陳青兕正好抽空,好好陪着妻兒,在泰山腳下遊玩。
為了慶賀封禪成功,李治將在山腳逗留十五天,在這十五天裏,與民同樂。
泰山周圍幾十里,舞樂充塞,各種雜耍,娛樂項目,四面開花。
既可以欣賞到宮廷最莊嚴的禮樂,也能見到胡姬妙曼的身影。
馬球賽、相撲自是少不了。
相比在擁擠的長安、洛陽,在一馬平川的齊魯平原上遊玩,對於鏡鏡還是第一次,他騎着自己的小馬駒,跟着自己的父親,欣賞着不一樣的景象。
蕭妙宸是一位嚴母,對自己的嫡長子寄予厚望,希望他未來能夠成才,能夠撐得起陳家的門面,對於他的學業抓的很緊。
陳青兕也就選擇扮演慈父的角色,讓自己的孩子能夠勞逸結合。
他也希望自己的孩子能夠有出息,但更不希望見到鏡鏡小小年紀就擔負太多。
陳青兕、蕭妙宸彼此有了默契,一松一緊,互不干涉。
經過三天的的爭論,大唐與大食之間也有了結果。
雙方都退讓了一步
畢竟就如陳青兕分析的那樣,大唐不願意打,因為準備的不夠充分,高句麗還未覆滅,朝廷的戰略重心還未向西轉移,經濟扛不住。
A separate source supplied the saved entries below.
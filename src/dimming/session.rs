// SPDX-License-Identifier: GPL-3.0-only
//! Dimming sessions and protocol probing
//!
//! A session is the live bundle of hardware state the engine keeps for one
//! monitor between probing and teardown. Probing walks [`PROBE_ORDER`] and
//! stops at the first protocol that answers.

use std::panic::{AssertUnwindSafe, catch_unwind};
use std::sync::Arc;
use std::sync::atomic::{AtomicUsize, Ordering};
use std::time::Duration;

use anyhow::anyhow;
use once_cell::sync::OnceCell;
use parking_lot::Mutex;
use tokio::sync::oneshot;

use crate::error::DimmingError;
use crate::monitor::{MonitorDescriptor, MonitorId, NativeHandle};
use crate::protocols::{DirectControl, ManagementQuery, PhysicalHandle, ProtocolKind};

use super::capability::MSG_NOT_SUPPORTED;

/// Candidate protocols, most precise first
pub const PROBE_ORDER: [ProtocolKind; 2] = [ProtocolKind::DirectControl, ProtocolKind::ManagementQuery];

/// Both protocol adapters, shared with background mutation tasks
#[derive(Clone)]
pub struct Protocols {
    pub direct: Arc<dyn DirectControl>,
    pub management: Arc<dyn ManagementQuery>,
}

/// State a session shares with its in-flight mutations
///
/// Writes form a queue: each one holds the receiving end of its
/// predecessor's completion signal and only touches the bus once that fires.
#[derive(Debug, Default)]
pub(crate) struct SessionHealth {
    /// Set once on the first failure or timeout; never cleared
    failure: OnceCell<String>,
    /// Writes issued whose native call has not returned yet
    in_flight: AtomicUsize,
    /// Completion signal of the most recently queued write
    tail: Mutex<Option<oneshot::Receiver<()>>>,
}

impl SessionHealth {
    pub(crate) fn is_disabled(&self) -> bool {
        self.failure.get().is_some()
    }

    pub(crate) fn failure(&self) -> Option<&str> {
        self.failure.get().map(String::as_str)
    }

    /// Record a failure; returns false if an earlier one already won
    pub(crate) fn fail(&self, message: String) -> bool {
        self.failure.set(message).is_ok()
    }

    /// Mark a mutation as started and return how many were already running
    pub(crate) fn begin(&self) -> usize {
        self.in_flight.fetch_add(1, Ordering::SeqCst)
    }

    pub(crate) fn finish(&self) {
        self.in_flight.fetch_sub(1, Ordering::SeqCst);
    }

    pub(crate) fn in_flight(&self) -> usize {
        self.in_flight.load(Ordering::SeqCst)
    }

    /// Take a place at the end of the write queue
    ///
    /// Returns the signal of the write queued before this one, if any, and
    /// the sender to drop once this write is over.
    pub(crate) fn enqueue(&self) -> (Option<oneshot::Receiver<()>>, oneshot::Sender<()>) {
        let (done, signal) = oneshot::channel();
        let earlier = self.tail.lock().replace(signal);
        (earlier, done)
    }

    /// Wait for every write queued so far; false if one is still running
    pub(crate) async fn settle(&self, timeout: Duration) -> bool {
        let (earlier, done) = self.enqueue();
        let Some(mut earlier) = earlier else {
            return true;
        };
        if tokio::time::timeout(timeout, &mut earlier).await.is_ok() {
            return true;
        }
        tokio::spawn(async move {
            let _ = earlier.await;
            drop(done);
        });
        false
    }
}

#[derive(Debug)]
pub struct DimmingSession {
    pub monitor_id: MonitorId,
    pub protocol: ProtocolKind,
    pub min_level: u32,
    pub max_level: u32,
    pub original_level: u32,
    pub supported: bool,
    physical: Vec<PhysicalHandle>,
    pub(crate) health: Arc<SessionHealth>,
}

impl DimmingSession {
    fn new(monitor_id: &str, protocol: ProtocolKind, physical: Vec<PhysicalHandle>, min: u32, current: u32, max: u32) -> Self {
        Self {
            monitor_id: monitor_id.to_string(),
            protocol,
            min_level: min,
            max_level: max,
            original_level: current.clamp(min, max),
            supported: true,
            physical,
            health: Arc::new(SessionHealth::default()),
        }
    }

    pub fn disabled_this_session(&self) -> bool {
        self.health.is_disabled()
    }

    pub fn failure_message(&self) -> Option<&str> {
        self.health.failure()
    }

    pub fn physical_handles(&self) -> &[PhysicalHandle] {
        &self.physical
    }

    /// Raw level for a percentage of this session's range
    pub fn level_for_percent(&self, percent: u8) -> u32 {
        level_for_percent(self.min_level, self.max_level, percent)
    }

    pub(crate) fn target(&self, protocols: &Protocols) -> WriteTarget {
        match self.protocol {
            ProtocolKind::DirectControl => WriteTarget::Direct {
                direct: Arc::clone(&protocols.direct),
                physical: self.physical[0],
            },
            ProtocolKind::ManagementQuery => WriteTarget::Management(Arc::clone(&protocols.management)),
        }
    }

    /// Close native resources; safe to call more than once
    pub(crate) fn release(&mut self, protocols: &Protocols) {
        if !self.physical.is_empty() {
            protocols.direct.release(&self.physical);
            self.physical.clear();
        }
    }
}

/// `min + round((max - min) * percent / 100)`, clamped to `[min, max]`
pub fn level_for_percent(min: u32, max: u32, percent: u8) -> u32 {
    if max <= min {
        return min;
    }
    let percent = u64::from(percent.min(100));
    let range = u64::from(max - min);
    let offset = (range * percent + 50) / 100;
    (u64::from(min) + offset).clamp(u64::from(min), u64::from(max)) as u32
}

/// Everything a background task needs to perform one write
pub(crate) enum WriteTarget {
    Direct {
        direct: Arc<dyn DirectControl>,
        physical: PhysicalHandle,
    },
    Management(Arc<dyn ManagementQuery>),
}

impl WriteTarget {
    pub(crate) fn write(&self, value: u32) -> anyhow::Result<()> {
        match self {
            WriteTarget::Direct { direct, physical } => direct.set_level(*physical, value),
            WriteTarget::Management(management) => management.set_brightness(value),
        }
    }
}

pub enum ProbeOutcome {
    Session(DimmingSession),
    Unsupported(String),
}

/// Find a working protocol for one monitor
///
/// Never panics and never leaves physical handles acquired on a failed path.
pub fn probe(monitor: &MonitorDescriptor, protocols: &Protocols) -> ProbeOutcome {
    let Some(handle) = monitor.native_handle.as_ref() else {
        info!(monitor = %monitor.id, "no native handle, hardware dimming unsupported");
        return ProbeOutcome::Unsupported(MSG_NOT_SUPPORTED.to_string());
    };

    for protocol in PROBE_ORDER {
        let attempt = catch_unwind(AssertUnwindSafe(|| match protocol {
            ProtocolKind::DirectControl => probe_direct(&monitor.id, handle, protocols.direct.as_ref()),
            ProtocolKind::ManagementQuery => probe_management(&monitor.id, handle, protocols.management.as_ref()),
        }))
        .unwrap_or_else(|_| {
            Err(DimmingError::Probe {
                id: monitor.id.clone(),
                protocol,
                reason: "adapter panicked".to_string(),
            })
        });

        match attempt {
            Ok(session) => {
                info!(
                    monitor = %monitor.id,
                    "{}: supported, range {}-{} current {}",
                    protocol,
                    session.min_level,
                    session.max_level,
                    session.original_level
                );
                return ProbeOutcome::Session(session);
            }
            Err(err) => info!(monitor = %monitor.id, "{}, trying next protocol", err),
        }
    }

    info!(monitor = %monitor.id, "no brightness protocol available");
    ProbeOutcome::Unsupported(MSG_NOT_SUPPORTED.to_string())
}

fn probe_direct(id: &str, handle: &NativeHandle, direct: &dyn DirectControl) -> Result<DimmingSession, DimmingError> {
    let fail = |reason: String| DimmingError::Probe {
        id: id.to_string(),
        protocol: ProtocolKind::DirectControl,
        reason,
    };

    let count = direct.probe(handle).map_err(|e| fail(format!("{:#}", e)))?;
    if count == 0 {
        return Err(fail("no physical monitors".to_string()));
    }

    let physical = direct.acquire(handle).map_err(|e| fail(format!("cannot get physical monitors: {:#}", e)))?;
    let Some(&first) = physical.first() else {
        return Err(fail("no physical monitors acquired".to_string()));
    };

    let range = catch_unwind(AssertUnwindSafe(|| direct.get_range(first)))
        .unwrap_or_else(|_| Err(anyhow!("adapter panicked")))
        .and_then(|range| {
            if range.min > range.max {
                Err(anyhow!("invalid range {}-{}", range.min, range.max))
            } else {
                Ok(range)
            }
        });

    match range {
        Ok(range) => Ok(DimmingSession::new(
            id,
            ProtocolKind::DirectControl,
            physical,
            range.min,
            range.current,
            range.max,
        )),
        Err(err) => {
            direct.release(&physical);
            Err(fail(format!("cannot get brightness: {:#}", err)))
        }
    }
}

fn probe_management(id: &str, handle: &NativeHandle, management: &dyn ManagementQuery) -> Result<DimmingSession, DimmingError> {
    let fail = |reason: String| DimmingError::Probe {
        id: id.to_string(),
        protocol: ProtocolKind::ManagementQuery,
        reason,
    };

    if !management.covers(handle) {
        return Err(fail(format!("{} is not driven by the backlight interface", handle.connector)));
    }

    let (current, max) = management.get_brightness().map_err(|e| fail(format!("{:#}", e)))?;
    Ok(DimmingSession::new(id, ProtocolKind::ManagementQuery, Vec::new(), 0, current, max))
}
而大食有主戰場的優勢,他們離的更近。但內部矛盾重重,尤其是支持阿里一系的什派,他們輸得並不服氣。
面對大唐,大食沒有絕對的勝算。
他們經不起大規模的失利,真跟大唐打,又怎麼可能小打小鬧?
雙方都有不戰的心思,結局自然不會太壞。
不過能夠爭論三日,還是出乎陳青兕的預料。
略微了解了談判的經過,陳青兕發現大食國對於底線也踩得很死,商定的結果便在李治劃的紅線附近。
想來對方的使團中也有能人,看出了朝廷不願意動武的本意,爭取最大利益。
越是這樣,意味着雙方都將籌備未來一戰。
陳青兕眼眸中閃過一絲喜悅,這種情況,於公於私,對其都有莫大的好處。